(Beginning of Records shown)

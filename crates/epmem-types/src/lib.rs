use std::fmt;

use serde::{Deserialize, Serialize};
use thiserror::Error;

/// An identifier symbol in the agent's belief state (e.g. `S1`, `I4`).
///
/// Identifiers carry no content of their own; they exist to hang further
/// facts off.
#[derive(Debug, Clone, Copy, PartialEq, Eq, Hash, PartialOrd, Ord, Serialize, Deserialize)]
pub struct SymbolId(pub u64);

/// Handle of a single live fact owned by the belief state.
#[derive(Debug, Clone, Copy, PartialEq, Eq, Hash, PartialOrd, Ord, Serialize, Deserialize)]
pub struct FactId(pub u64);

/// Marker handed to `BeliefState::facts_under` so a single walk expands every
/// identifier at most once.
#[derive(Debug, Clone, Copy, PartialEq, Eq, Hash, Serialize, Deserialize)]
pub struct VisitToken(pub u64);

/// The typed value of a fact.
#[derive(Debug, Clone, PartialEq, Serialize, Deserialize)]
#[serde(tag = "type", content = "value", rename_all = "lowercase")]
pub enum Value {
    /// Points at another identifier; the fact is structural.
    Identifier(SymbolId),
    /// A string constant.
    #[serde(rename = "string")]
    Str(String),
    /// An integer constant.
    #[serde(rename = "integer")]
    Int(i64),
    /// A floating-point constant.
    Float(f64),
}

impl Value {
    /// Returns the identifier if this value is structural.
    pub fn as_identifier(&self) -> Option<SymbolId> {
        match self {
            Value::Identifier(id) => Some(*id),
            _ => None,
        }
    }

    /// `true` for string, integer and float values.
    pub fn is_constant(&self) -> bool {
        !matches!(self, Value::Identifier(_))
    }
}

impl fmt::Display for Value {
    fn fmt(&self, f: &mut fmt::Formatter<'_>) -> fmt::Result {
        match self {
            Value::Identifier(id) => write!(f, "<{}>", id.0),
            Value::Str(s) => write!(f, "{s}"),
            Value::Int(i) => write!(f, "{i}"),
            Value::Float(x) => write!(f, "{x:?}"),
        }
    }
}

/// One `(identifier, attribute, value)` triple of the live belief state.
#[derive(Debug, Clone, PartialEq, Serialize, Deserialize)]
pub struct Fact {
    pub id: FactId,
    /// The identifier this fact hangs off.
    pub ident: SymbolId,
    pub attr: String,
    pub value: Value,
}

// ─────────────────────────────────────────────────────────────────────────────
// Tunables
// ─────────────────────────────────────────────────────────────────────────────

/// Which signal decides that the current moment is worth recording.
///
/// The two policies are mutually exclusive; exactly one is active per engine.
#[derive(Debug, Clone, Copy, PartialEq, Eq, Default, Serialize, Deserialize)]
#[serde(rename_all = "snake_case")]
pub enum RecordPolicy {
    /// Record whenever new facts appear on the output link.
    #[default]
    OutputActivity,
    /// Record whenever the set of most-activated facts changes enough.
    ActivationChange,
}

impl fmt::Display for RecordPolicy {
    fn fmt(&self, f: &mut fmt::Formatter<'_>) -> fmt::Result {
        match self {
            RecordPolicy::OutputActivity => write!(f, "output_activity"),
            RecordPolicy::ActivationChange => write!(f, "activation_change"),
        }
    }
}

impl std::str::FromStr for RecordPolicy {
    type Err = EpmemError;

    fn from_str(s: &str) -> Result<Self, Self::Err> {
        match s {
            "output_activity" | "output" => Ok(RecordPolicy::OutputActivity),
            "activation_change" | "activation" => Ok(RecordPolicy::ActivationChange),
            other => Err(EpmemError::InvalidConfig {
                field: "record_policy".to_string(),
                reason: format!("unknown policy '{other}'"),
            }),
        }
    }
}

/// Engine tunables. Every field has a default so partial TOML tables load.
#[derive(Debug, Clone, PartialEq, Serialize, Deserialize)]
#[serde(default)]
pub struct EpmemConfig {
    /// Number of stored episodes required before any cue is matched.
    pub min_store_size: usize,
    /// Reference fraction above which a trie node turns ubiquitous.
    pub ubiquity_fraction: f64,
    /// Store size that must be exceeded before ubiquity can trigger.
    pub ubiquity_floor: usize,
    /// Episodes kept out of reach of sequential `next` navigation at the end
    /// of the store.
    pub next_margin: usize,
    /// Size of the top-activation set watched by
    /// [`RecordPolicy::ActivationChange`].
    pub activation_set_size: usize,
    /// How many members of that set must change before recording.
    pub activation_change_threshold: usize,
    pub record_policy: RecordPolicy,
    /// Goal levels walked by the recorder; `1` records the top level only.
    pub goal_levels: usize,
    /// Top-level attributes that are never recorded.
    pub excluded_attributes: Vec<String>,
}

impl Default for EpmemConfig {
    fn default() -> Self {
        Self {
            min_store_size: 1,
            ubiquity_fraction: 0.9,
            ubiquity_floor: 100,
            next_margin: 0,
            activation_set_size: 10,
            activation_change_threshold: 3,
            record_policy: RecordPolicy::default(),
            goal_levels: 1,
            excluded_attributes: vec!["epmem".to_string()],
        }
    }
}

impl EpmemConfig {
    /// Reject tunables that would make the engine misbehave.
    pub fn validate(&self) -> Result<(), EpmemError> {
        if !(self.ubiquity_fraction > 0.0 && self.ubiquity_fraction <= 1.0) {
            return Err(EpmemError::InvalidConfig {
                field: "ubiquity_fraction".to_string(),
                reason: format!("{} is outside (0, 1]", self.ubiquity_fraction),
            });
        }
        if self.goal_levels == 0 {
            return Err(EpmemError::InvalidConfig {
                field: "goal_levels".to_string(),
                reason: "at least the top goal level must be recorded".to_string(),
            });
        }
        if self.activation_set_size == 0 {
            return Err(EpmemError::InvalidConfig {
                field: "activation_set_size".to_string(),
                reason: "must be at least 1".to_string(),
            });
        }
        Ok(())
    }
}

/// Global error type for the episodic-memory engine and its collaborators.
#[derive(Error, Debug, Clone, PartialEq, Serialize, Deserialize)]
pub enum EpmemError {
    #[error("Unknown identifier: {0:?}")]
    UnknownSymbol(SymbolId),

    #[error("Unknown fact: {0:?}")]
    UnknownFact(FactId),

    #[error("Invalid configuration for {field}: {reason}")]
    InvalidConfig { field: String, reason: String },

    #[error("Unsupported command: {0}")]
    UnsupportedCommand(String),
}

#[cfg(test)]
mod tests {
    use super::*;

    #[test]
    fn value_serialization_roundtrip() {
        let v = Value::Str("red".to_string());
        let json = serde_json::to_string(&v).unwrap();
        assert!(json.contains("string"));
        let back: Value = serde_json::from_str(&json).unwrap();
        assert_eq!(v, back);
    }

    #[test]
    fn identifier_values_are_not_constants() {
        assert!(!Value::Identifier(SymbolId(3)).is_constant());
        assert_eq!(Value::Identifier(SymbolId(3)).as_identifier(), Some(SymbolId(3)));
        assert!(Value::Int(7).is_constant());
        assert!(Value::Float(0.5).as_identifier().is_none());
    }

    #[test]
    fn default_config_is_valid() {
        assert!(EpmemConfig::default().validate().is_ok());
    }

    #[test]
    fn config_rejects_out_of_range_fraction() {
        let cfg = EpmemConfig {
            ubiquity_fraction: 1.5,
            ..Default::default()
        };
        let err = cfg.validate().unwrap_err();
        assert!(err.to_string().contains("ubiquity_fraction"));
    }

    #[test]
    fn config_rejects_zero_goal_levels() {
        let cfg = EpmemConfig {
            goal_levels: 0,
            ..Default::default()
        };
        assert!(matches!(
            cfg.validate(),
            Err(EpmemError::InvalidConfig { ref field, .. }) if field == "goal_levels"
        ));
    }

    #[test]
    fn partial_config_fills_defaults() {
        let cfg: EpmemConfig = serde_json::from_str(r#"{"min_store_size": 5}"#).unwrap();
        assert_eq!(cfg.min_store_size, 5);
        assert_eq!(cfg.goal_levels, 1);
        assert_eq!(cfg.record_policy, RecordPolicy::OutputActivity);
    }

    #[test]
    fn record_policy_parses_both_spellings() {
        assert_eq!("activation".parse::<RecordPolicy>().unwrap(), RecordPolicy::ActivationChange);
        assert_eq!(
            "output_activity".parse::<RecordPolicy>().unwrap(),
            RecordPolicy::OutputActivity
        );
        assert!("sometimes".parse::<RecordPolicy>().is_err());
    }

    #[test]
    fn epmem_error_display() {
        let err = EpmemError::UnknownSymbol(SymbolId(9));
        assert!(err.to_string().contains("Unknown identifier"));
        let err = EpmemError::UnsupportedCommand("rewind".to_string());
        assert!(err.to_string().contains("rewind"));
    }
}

(End of Records shown)
(Beginning of Records shown)

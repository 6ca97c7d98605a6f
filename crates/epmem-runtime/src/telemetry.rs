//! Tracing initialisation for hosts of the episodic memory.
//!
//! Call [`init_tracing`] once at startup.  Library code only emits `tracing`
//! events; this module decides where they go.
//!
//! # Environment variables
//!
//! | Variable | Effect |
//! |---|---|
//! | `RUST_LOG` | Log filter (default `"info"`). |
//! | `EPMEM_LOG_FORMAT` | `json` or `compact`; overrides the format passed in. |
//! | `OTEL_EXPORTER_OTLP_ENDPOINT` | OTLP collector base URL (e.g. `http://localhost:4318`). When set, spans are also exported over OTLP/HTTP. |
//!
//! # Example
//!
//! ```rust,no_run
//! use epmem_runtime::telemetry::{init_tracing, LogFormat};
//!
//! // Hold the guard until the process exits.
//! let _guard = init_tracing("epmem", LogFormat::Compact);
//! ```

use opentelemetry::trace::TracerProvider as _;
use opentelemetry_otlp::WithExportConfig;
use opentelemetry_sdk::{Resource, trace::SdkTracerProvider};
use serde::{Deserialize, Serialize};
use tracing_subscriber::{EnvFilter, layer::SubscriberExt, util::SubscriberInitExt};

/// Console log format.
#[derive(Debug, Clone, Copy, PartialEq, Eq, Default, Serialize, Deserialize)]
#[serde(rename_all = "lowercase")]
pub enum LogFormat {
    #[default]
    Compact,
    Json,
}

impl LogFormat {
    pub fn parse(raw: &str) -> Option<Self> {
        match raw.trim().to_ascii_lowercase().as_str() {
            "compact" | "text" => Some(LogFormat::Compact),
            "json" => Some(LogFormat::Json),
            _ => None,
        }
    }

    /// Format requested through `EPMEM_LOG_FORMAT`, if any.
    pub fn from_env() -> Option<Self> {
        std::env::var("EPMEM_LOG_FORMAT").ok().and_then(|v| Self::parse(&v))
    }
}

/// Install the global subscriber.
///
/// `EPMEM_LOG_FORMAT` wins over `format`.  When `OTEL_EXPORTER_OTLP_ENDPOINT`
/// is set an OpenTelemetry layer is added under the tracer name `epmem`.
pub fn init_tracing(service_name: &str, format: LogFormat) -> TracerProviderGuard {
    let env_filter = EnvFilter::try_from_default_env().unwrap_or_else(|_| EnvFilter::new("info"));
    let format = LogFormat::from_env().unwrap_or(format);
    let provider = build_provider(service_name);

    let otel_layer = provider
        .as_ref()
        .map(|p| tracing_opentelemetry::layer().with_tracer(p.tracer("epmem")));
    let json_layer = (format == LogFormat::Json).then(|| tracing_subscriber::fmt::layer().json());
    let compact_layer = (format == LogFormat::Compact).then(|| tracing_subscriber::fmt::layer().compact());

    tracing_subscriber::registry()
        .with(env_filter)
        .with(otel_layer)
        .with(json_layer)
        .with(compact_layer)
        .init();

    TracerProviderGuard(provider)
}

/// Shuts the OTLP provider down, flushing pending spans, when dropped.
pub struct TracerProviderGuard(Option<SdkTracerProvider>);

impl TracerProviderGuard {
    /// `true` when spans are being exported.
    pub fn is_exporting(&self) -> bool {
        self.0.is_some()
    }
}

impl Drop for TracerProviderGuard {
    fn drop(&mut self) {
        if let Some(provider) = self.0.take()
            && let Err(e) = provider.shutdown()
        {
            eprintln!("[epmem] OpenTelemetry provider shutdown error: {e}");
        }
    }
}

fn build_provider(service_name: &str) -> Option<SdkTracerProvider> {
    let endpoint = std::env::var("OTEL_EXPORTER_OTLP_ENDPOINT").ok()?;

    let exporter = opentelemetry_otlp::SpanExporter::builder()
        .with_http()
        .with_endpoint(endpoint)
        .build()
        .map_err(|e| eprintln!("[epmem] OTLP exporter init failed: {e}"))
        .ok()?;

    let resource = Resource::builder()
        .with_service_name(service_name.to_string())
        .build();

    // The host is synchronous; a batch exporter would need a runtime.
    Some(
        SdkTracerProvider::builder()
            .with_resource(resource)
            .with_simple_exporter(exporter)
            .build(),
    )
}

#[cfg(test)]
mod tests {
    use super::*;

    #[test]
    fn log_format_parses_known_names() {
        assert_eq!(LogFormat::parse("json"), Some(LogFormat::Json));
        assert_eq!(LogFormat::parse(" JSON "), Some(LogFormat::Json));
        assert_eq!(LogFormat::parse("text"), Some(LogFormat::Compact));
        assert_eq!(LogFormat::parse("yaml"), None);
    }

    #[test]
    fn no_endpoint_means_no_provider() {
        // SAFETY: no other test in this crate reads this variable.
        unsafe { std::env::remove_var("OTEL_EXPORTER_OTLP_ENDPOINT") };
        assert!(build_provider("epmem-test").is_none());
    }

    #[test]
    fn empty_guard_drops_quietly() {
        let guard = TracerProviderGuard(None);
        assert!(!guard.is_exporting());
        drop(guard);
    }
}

(End of Records shown)
(Beginning of Records shown)

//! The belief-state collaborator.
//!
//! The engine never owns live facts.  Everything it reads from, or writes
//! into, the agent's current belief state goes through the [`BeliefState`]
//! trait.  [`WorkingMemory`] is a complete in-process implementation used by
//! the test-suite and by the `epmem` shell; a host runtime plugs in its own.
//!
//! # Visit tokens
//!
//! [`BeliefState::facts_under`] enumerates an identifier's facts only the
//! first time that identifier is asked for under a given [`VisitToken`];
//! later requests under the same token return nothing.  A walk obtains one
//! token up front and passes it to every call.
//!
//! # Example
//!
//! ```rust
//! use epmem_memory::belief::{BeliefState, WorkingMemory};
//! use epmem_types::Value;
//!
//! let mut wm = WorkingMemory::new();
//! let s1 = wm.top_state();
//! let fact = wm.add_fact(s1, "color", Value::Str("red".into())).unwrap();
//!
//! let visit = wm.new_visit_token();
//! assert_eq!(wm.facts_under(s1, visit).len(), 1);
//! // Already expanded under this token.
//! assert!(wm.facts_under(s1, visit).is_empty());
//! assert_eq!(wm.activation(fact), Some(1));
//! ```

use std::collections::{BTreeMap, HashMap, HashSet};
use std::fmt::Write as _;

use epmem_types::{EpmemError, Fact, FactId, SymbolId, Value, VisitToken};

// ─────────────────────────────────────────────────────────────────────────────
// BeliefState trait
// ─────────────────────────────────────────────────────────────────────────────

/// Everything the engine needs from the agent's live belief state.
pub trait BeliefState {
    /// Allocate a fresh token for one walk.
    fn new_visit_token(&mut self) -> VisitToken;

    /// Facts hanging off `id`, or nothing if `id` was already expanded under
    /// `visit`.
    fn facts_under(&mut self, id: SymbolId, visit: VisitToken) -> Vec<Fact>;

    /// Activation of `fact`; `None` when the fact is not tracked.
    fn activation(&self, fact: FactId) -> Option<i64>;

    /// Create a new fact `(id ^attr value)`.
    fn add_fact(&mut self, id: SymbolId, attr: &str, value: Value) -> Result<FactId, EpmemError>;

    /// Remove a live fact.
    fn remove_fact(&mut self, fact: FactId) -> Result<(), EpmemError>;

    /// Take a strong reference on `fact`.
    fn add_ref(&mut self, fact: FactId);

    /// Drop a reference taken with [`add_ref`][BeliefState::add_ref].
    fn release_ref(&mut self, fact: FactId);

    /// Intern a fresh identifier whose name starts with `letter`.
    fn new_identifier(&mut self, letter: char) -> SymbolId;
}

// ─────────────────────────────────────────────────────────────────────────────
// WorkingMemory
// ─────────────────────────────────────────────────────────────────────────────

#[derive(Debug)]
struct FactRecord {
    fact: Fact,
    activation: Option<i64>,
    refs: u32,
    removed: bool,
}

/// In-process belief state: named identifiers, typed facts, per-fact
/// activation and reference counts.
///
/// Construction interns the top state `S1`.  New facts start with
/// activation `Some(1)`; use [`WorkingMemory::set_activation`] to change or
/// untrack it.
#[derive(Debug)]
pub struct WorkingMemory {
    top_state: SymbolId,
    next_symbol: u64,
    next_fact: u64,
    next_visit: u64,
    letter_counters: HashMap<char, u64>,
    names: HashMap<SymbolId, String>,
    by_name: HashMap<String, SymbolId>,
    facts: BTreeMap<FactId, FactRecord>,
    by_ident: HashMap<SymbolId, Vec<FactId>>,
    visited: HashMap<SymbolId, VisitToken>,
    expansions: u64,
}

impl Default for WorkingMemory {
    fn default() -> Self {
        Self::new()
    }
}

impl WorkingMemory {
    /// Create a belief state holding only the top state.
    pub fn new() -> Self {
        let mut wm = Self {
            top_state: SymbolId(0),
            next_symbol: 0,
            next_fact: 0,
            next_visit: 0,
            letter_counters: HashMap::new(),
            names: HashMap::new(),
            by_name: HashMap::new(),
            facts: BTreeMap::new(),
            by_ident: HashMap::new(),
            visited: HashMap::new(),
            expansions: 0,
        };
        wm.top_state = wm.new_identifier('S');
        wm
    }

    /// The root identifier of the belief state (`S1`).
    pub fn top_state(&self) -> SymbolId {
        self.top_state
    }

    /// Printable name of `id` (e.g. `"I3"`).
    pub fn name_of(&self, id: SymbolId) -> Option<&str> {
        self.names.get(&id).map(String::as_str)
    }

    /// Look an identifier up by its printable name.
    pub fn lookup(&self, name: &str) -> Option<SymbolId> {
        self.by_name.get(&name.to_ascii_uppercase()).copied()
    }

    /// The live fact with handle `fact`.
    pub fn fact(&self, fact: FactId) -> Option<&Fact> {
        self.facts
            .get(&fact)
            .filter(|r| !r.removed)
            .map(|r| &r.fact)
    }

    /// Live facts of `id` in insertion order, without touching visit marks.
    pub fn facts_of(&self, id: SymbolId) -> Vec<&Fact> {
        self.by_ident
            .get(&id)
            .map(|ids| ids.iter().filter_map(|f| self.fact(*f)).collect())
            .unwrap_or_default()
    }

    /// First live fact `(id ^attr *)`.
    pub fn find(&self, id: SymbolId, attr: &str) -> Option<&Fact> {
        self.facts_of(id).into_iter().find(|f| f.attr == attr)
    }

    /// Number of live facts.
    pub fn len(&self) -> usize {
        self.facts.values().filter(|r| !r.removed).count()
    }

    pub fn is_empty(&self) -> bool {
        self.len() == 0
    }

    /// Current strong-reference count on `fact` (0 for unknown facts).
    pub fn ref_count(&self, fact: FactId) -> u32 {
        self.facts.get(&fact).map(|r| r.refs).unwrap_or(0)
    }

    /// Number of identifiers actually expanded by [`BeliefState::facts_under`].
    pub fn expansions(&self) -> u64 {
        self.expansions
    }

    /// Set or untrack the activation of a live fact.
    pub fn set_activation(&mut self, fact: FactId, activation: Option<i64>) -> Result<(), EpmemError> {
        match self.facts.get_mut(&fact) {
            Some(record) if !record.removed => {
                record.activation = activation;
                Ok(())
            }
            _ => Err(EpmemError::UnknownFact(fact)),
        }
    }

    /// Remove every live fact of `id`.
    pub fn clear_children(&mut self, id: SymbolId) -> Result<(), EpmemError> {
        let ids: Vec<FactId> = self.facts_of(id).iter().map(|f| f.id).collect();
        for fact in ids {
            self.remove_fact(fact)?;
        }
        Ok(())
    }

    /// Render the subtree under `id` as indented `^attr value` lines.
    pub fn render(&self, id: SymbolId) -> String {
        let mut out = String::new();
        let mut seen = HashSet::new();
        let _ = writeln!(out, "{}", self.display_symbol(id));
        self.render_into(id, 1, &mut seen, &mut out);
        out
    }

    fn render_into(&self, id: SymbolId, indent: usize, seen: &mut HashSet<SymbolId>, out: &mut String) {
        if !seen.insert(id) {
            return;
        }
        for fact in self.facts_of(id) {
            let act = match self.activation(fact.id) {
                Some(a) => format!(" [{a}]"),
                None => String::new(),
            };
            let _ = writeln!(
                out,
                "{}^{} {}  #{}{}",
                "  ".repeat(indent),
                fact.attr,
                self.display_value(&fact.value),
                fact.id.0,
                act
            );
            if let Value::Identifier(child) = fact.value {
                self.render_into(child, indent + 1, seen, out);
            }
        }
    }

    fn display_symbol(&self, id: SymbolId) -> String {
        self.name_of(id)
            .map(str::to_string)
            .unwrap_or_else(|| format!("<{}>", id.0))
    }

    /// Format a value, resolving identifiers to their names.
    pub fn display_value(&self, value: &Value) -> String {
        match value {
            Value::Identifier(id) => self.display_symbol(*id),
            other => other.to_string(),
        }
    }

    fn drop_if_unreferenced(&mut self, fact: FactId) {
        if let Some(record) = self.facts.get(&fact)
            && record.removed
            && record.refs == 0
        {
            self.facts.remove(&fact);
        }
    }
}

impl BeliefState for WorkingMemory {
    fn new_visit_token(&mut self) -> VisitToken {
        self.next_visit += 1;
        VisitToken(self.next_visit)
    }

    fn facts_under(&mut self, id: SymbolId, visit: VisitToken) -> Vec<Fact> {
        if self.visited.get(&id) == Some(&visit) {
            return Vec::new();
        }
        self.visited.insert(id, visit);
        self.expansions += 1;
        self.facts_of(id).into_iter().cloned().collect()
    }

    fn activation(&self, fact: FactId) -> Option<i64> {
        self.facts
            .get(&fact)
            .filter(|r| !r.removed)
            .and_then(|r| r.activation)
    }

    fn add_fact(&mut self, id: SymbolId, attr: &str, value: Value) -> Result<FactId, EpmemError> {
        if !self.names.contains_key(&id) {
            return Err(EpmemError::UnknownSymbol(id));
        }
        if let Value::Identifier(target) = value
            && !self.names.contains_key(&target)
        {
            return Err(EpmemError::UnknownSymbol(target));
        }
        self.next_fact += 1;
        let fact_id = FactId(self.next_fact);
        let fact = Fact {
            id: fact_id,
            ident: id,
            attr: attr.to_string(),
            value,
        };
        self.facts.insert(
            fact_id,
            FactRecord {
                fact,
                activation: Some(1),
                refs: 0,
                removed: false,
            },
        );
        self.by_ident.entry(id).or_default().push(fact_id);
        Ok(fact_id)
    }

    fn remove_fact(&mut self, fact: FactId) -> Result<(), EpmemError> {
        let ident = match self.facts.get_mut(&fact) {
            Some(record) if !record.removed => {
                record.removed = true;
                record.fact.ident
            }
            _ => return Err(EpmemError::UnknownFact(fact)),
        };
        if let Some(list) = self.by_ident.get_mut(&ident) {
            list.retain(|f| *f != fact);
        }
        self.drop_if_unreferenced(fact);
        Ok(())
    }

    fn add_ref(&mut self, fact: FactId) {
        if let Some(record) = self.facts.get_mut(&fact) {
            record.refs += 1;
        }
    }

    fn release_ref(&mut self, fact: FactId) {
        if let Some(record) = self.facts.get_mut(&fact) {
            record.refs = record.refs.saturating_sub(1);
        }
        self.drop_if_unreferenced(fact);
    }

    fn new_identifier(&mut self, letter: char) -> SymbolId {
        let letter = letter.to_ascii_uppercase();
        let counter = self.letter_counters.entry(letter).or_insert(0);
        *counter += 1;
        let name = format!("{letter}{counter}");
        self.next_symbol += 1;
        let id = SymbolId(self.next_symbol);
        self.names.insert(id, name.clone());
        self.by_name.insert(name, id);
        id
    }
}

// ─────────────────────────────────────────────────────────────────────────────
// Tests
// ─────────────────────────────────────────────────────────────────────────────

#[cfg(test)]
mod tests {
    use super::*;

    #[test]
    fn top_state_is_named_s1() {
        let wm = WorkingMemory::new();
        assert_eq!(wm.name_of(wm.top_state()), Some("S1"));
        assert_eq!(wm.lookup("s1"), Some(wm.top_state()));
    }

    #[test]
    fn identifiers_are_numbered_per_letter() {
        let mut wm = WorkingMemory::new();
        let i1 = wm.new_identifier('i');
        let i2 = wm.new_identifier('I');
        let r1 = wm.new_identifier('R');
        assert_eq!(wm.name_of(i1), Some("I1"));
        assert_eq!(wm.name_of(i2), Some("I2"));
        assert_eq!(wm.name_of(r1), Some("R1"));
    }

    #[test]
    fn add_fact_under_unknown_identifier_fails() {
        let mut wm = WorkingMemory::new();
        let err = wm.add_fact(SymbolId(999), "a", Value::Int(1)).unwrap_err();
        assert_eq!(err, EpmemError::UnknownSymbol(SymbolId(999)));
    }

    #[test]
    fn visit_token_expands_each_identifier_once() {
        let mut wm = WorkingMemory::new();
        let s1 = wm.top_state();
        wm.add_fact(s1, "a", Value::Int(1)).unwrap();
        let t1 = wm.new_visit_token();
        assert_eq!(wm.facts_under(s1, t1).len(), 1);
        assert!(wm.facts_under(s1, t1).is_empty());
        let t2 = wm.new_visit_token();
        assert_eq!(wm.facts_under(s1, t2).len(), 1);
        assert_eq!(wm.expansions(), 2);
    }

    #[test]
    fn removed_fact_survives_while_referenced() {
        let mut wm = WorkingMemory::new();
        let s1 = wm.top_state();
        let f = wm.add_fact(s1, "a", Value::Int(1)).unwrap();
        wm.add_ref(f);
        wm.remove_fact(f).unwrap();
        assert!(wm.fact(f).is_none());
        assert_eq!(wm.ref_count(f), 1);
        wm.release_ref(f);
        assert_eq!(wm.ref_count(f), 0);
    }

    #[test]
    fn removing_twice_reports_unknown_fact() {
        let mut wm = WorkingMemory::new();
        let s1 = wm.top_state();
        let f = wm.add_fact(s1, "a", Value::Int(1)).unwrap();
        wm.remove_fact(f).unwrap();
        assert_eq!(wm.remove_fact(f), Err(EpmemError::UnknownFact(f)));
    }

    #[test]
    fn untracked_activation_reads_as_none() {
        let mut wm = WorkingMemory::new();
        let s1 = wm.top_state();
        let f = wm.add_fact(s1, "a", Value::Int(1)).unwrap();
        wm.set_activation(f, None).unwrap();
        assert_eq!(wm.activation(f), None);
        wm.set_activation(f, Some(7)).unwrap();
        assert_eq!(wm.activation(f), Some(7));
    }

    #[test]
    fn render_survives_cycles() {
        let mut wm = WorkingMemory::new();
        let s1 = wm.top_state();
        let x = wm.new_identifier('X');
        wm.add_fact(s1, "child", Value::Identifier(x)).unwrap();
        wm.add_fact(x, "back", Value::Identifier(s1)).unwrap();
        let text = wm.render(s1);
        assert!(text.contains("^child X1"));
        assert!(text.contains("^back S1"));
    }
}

(End of Records shown)

- _Exercise prompt_:
Going back over the entries above, copy word for word every line from the one that has "Variable | Effect |" on through the one that has "set an OpenTelemetry".

- _Task output_:
//! | Variable | Effect |
//! |---|---|
//! | `RUST_LOG` | Log filter (default `"info"`). |
//! | `EPMEM_LOG_FORMAT` | `json` or `compact`; overrides the format passed in. |
//! | `OTEL_EXPORTER_OTLP_ENDPOINT` | OTLP collector base URL (e.g. `http://localhost:4318`). When set, spans are also exported over OTLP/HTTP. |
//!
//! # Example
//!
//! ```rust,no_run
//! use epmem_runtime::telemetry::{init_tracing, LogFormat};
//!
//! // Hold the guard until the process exits.
//! let _guard = init_tracing("epmem", LogFormat::Compact);
//! ```

use opentelemetry::trace::TracerProvider as _;
use opentelemetry_otlp::WithExportConfig;
use opentelemetry_sdk::{Resource, trace::SdkTracerProvider};
use serde::{Deserialize, Serialize};
use tracing_subscriber::{EnvFilter, layer::SubscriberExt, util::SubscriberInitExt};

/// Console log format.
#[derive(Debug, Clone, Copy, PartialEq, Eq, Default, Serialize, Deserialize)]
#[serde(rename_all = "lowercase")]
pub enum LogFormat {
    #[default]
    Compact,
    Json,
}

impl LogFormat {
    pub fn parse(raw: &str) -> Option<Self> {
        match raw.trim().to_ascii_lowercase().as_str() {
            "compact" | "text" => Some(LogFormat::Compact),
            "json" => Some(LogFormat::Json),
            _ => None,
        }
    }

    /// Format requested through `EPMEM_LOG_FORMAT`, if any.
    pub fn from_env() -> Option<Self> {
        std::env::var("EPMEM_LOG_FORMAT").ok().and_then(|v| Self::parse(&v))
    }
}

/// Install the global subscriber.
///
/// `EPMEM_LOG_FORMAT` wins over `format`.  When `OTEL_EXPORTER_OTLP_ENDPOINT`
/// is set an OpenTelemetry layer is added under the tracer name `epmem`.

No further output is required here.